14 October, 2021

Lesson RE-Learned!

 Today I was at Planet Fitness walking on the treadmill when suddenly I realized that the man on the next treadmill was talking to me. He did not realize that I had my earbuds in listening to music and I could not hear him. I pulled one of my earbuds out and apologized and told him I had not heard him. He in turn apologized and said he did not want to bother me. I told him it was OK, pulled the other earbud out, and asked him to repeat what he had said. It took a little coaxing but he finally began talking about how hard it was getting back into the routine of exercising. I told him that I understood and explained that this was only my second day back to the gym myself after months of not going. He told me that it had been more than a year for him, and then explained that his wife had died from cancer last year and that he had all but given up but that he recently had made the decision that he must continue to live and getting back to the gym was one of his first steps.

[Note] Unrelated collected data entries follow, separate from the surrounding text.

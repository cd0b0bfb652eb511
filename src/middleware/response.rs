use axum::{
    http::StatusCode,
    response::{IntoResponse, Json, Response},
};
use serde::Serialize;
use serde_json::{json, Value};

use crate::api::pagination::Pagination;

/// Wrapper for API responses that automatically adds the success envelope:
/// `{ success, data, pagination?, message? }`
#[derive(Debug)]
pub struct ApiResponse<T: Serialize> {
    pub data: T,
    pub pagination: Option<Pagination>,
    pub message: Option<String>,
    pub status_code: Option<StatusCode>,
}

impl<T: Serialize> ApiResponse<T> {
    /// Create a successful API response with default 200 status
    pub fn success(data: T) -> Self {
        Self {
            data,
            pagination: None,
            message: None,
            status_code: None, // Default to 200 OK
        }
    }

    /// Create a list response with pagination metadata
    pub fn paginated(data: T, pagination: Pagination) -> Self {
        Self {
            data,
            pagination: Some(pagination),
            message: None,
            status_code: None,
        }
    }

    /// Create a 201 Created response
    pub fn created(data: T) -> Self {
        Self {
            data,
            pagination: None,
            message: None,
            status_code: Some(StatusCode::CREATED),
        }
    }

    /// Attach a human-readable message to the envelope
    pub fn with_message(mut self, message: impl Into<String>) -> Self {
        self.message = Some(message.into());
        self
    }
}

impl ApiResponse<Value> {
    /// Message-only envelope, e.g. after a soft delete
    pub fn message(message: impl Into<String>) -> Self {
        ApiResponse::success(Value::Null).with_message(message)
    }
}

impl<T: Serialize> IntoResponse for ApiResponse<T> {
    fn into_response(self) -> Response {
        let status = self.status_code.unwrap_or(StatusCode::OK);

        // Convert data to JSON Value for consistent envelope format
        let data_value = match serde_json::to_value(&self.data) {
            Ok(value) => value,
            Err(e) => {
                tracing::error!("Failed to serialize response data: {}", e);
                return (
                    StatusCode::INTERNAL_SERVER_ERROR,
                    Json(json!({
                        "success": false,
                        "error": "Failed to serialize response data"
                    })),
                )
                    .into_response();
            }
        };

        // Wrap in success envelope
        let mut envelope = json!({ "success": true });
        if !data_value.is_null() {
            envelope["data"] = data_value;
        }
        if let Some(pagination) = &self.pagination {
            envelope["pagination"] = json!(pagination);
        }
        if let Some(message) = &self.message {
            envelope["message"] = json!(message);
        }

        (status, Json(envelope)).into_response()
    }
}

/// Handler result type: success envelope or an ApiError response
pub type ApiResult<T> = Result<ApiResponse<T>, crate::error::ApiError>;
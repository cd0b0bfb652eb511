//! The caller's own tenant row. There is no cross-tenant company listing;
//! companies are created through registration.

use axum::{Extension, Json};
use chrono::{DateTime, Utc};
use serde::{Deserialize, Serialize};
use serde_json::json;
use sqlx::FromRow;

use crate::database::manager::DatabaseManager;
use crate::database::sql::{fetch_optional_as, UpdateBuilder};
use crate::error::ApiError;
use crate::middleware::auth::AuthUser;
use crate::middleware::response::{ApiResponse, ApiResult};

#[derive(Debug, Clone, Serialize, FromRow)]
pub struct Company {
    pub id: i64,
    pub name: String,
    pub email: Option<String>,
    pub phone: Option<String>,
    pub address: Option<String>,
    pub is_active: bool,
    pub created_at: DateTime<Utc>,
    pub updated_at: DateTime<Utc>,
}

const COLUMNS: &str = "id, name, email, phone, address, is_active, created_at, updated_at";

#[derive(Debug, Deserialize)]
pub struct UpdateCompany {
    pub name: Option<String>,
    pub email: Option<String>,
    pub phone: Option<String>,
    pub address: Option<String>,
}

/// GET /api/company - the caller's tenant
pub async fn get(Extension(user): Extension<AuthUser>) -> ApiResult<Company> {
    let pool = DatabaseManager::pool().await?;
    let sql = format!(
        "SELECT {} FROM companies WHERE id = $1 AND is_deleted = FALSE",
        COLUMNS
    );
    let company = sqlx::query_as::<_, Company>(&sql)
        .bind(user.company_id)
        .fetch_optional(&pool)
        .await?
        .ok_or_else(|| ApiError::not_found("Company not found"))?;
    Ok(ApiResponse::success(company))
}

/// PATCH /api/company - update the caller's tenant (admin only)
pub async fn update(
    Extension(user): Extension<AuthUser>,
    Json(payload): Json<UpdateCompany>,
) -> ApiResult<Company> {
    let mut ub = UpdateBuilder::new();
    if let Some(name) = payload.name {
        let name = crate::handlers::require_field("name", &name)?;
        ub.set("name", json!(name));
    }
    if let Some(email) = payload.email {
        ub.set("email", json!(email.trim().to_lowercase()));
    }
    if let Some(phone) = payload.phone {
        ub.set("phone", json!(phone));
    }
    if let Some(address) = payload.address {
        ub.set("address", json!(address));
    }
    if ub.is_empty() {
        return Err(ApiError::bad_request("No fields to update"));
    }

    let pool = DatabaseManager::pool().await?;
    let id_ph = ub.param(json!(user.company_id));
    let sql = format!(
        "UPDATE companies SET {} WHERE id = {} AND is_deleted = FALSE RETURNING {}",
        ub.set_clause(),
        id_ph,
        COLUMNS
    );
    let company: Company = fetch_optional_as(&pool, &sql, ub.params())
        .await?
        .ok_or_else(|| ApiError::not_found("Company not found"))?;
    Ok(ApiResponse::success(company))
}
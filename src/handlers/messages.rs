//! Internal user-to-user messages. `box=inbox|sent` selects which side of
//! the conversation the list shows; recipients can mark messages read.

use axum::extract::{Path, Query};
use axum::{Extension, Json};
use chrono::{DateTime, Utc};
use serde::{Deserialize, Serialize};
use serde_json::{json, Value};
use sqlx::FromRow;

use crate::api::pagination::{page_params, pagination_meta};
use crate::database::manager::DatabaseManager;
use crate::database::sql::{fetch_all_as, fetch_count, WhereBuilder};
use crate::error::ApiError;
use crate::handlers::{assert_tenant_row, require_field};
use crate::middleware::auth::AuthUser;
use crate::middleware::response::{ApiResponse, ApiResult};

#[derive(Debug, Clone, Serialize, FromRow)]
pub struct Message {
    pub id: i64,
    pub company_id: i64,
    pub sender_id: i64,
    pub recipient_id: i64,
    pub subject: String,
    pub body: String,
    pub read_at: Option<DateTime<Utc>>,
    pub created_at: DateTime<Utc>,
    pub updated_at: DateTime<Utc>,
}

const COLUMNS: &str =
    "id, company_id, sender_id, recipient_id, subject, body, read_at, created_at, updated_at";

#[derive(Debug, Deserialize)]
pub struct ListQuery {
    pub page: Option<i64>,
    pub per_page: Option<i64>,
    #[serde(rename = "box")]
    pub mailbox: Option<String>,
    pub unread: Option<bool>,
}

#[derive(Debug, Deserialize)]
pub struct CreateMessage {
    pub recipient_id: i64,
    pub subject: String,
    pub body: String,
}

/// GET /api/messages?box=inbox|sent
pub async fn list(
    Extension(user): Extension<AuthUser>,
    Query(query): Query<ListQuery>,
) -> ApiResult<Vec<Message>> {
    let pool = DatabaseManager::pool().await?;
    let p = page_params(query.page, query.per_page);

    let mut wb = WhereBuilder::new();
    wb.and("company_id = $?", json!(user.company_id));
    wb.and_raw("is_deleted = FALSE");
    match query.mailbox.as_deref().unwrap_or("inbox") {
        "inbox" => {
            wb.and("recipient_id = $?", json!(user.user_id));
        }
        "sent" => {
            wb.and("sender_id = $?", json!(user.user_id));
        }
        other => {
            return Err(ApiError::field_error(
                "box",
                format!("Unknown mailbox '{}', expected inbox or sent", other),
            ));
        }
    }
    if query.unread == Some(true) {
        wb.and_raw("read_at IS NULL");
    }

    let count_sql = format!("SELECT COUNT(*) AS count FROM messages {}", wb.clause());
    let total = fetch_count(&pool, &count_sql, wb.params()).await?;

    let sql = format!(
        "SELECT {} FROM messages {} ORDER BY created_at DESC, id DESC LIMIT {} OFFSET {}",
        COLUMNS,
        wb.clause(),
        p.limit(),
        p.offset()
    );
    let rows: Vec<Message> = fetch_all_as(&pool, &sql, wb.params()).await?;

    Ok(ApiResponse::paginated(rows, pagination_meta(&p, total)))
}

/// GET /api/messages/:id - only sender or recipient may read
pub async fn get(Extension(user): Extension<AuthUser>, Path(id): Path<i64>) -> ApiResult<Message> {
    let pool = DatabaseManager::pool().await?;
    let sql = format!(
        "SELECT {} FROM messages WHERE id = $1 AND company_id = $2 \
         AND (sender_id = $3 OR recipient_id = $3) AND is_deleted = FALSE",
        COLUMNS
    );
    let message = sqlx::query_as::<_, Message>(&sql)
        .bind(id)
        .bind(user.company_id)
        .bind(user.user_id)
        .fetch_optional(&pool)
        .await?
        .ok_or_else(|| ApiError::not_found("Message not found"))?;
    Ok(ApiResponse::success(message))
}

/// POST /api/messages
pub async fn create(
    Extension(user): Extension<AuthUser>,
    Json(payload): Json<CreateMessage>,
) -> ApiResult<Message> {
    let subject = require_field("subject", &payload.subject)?;
    let body = require_field("body", &payload.body)?;

    let pool = DatabaseManager::pool().await?;
    assert_tenant_row(&pool, "users", payload.recipient_id, user.company_id, "recipient_id").await?;

    let sql = format!(
        r#"
        INSERT INTO messages (company_id, sender_id, recipient_id, subject, body)
        VALUES ($1, $2, $3, $4, $5)
        RETURNING {}
        "#,
        COLUMNS
    );
    let message = sqlx::query_as::<_, Message>(&sql)
        .bind(user.company_id)
        .bind(user.user_id)
        .bind(payload.recipient_id)
        .bind(&subject)
        .bind(&body)
        .fetch_one(&pool)
        .await?;

    Ok(ApiResponse::created(message))
}

/// POST /api/messages/:id/read - recipient marks the message as read
pub async fn mark_read(
    Extension(user): Extension<AuthUser>,
    Path(id): Path<i64>,
) -> ApiResult<Message> {
    let pool = DatabaseManager::pool().await?;
    let sql = format!(
        "UPDATE messages SET read_at = now() \
         WHERE id = $1 AND company_id = $2 AND recipient_id = $3 AND is_deleted = FALSE \
         RETURNING {}",
        COLUMNS
    );
    let message = sqlx::query_as::<_, Message>(&sql)
        .bind(id)
        .bind(user.company_id)
        .bind(user.user_id)
        .fetch_optional(&pool)
        .await?
        .ok_or_else(|| ApiError::not_found("Message not found"))?;
    Ok(ApiResponse::success(message))
}

/// DELETE /api/messages/:id - soft delete, sender or recipient
pub async fn delete(
    Extension(user): Extension<AuthUser>,
    Path(id): Path<i64>,
) -> ApiResult<Value> {
    let pool = DatabaseManager::pool().await?;
    let result = sqlx::query(
        "UPDATE messages SET is_deleted = TRUE \
         WHERE id = $1 AND company_id = $2 AND (sender_id = $3 OR recipient_id = $3) \
         AND is_deleted = FALSE",
    )
    .bind(id)
    .bind(user.company_id)
    .bind(user.user_id)
    .execute(&pool)
    .await?;

    if result.rows_affected() == 0 {
        return Err(ApiError::not_found("Message not found"));
    }
    Ok(ApiResponse::message("Message deleted"))
}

We talked for quite a while and then I excused myself as I was finished on the treadmill. He asked if I would mind if he came with me over to the 30 Minute Circuit. He had never used it before so I explained to him how to use the area and we talked the whole time we were in that section. Well... actually he did the majority of the talking, telling me about the adjustments he was learning to make since his wife's death. I went to the locker room and he came in behind me and he thanked me for "listening to an old man." The funny thing is that this man is only 6 years older than I am. When I told him that, he thanked me again and asked if maybe we could meet and talk again. I gave him my card and told him to call me any time. As I was walking away he called my name and when I turned around he thanked me again and said, "Since my wife left, no one has just listened to me. It really helped a lot." I was thinking about him tonight and I thought how sad it is that so many times we are trying to figure out what to say to someone when the reality is that we need to just be a listening ear to give validity to what is going on in their life. I've been away from the counselor's role for so long that I had forgotten that the secret to being a good counselor is not in the advice that we give, but is in fact the ability to give the counselee to permission and freedom to speak their heart.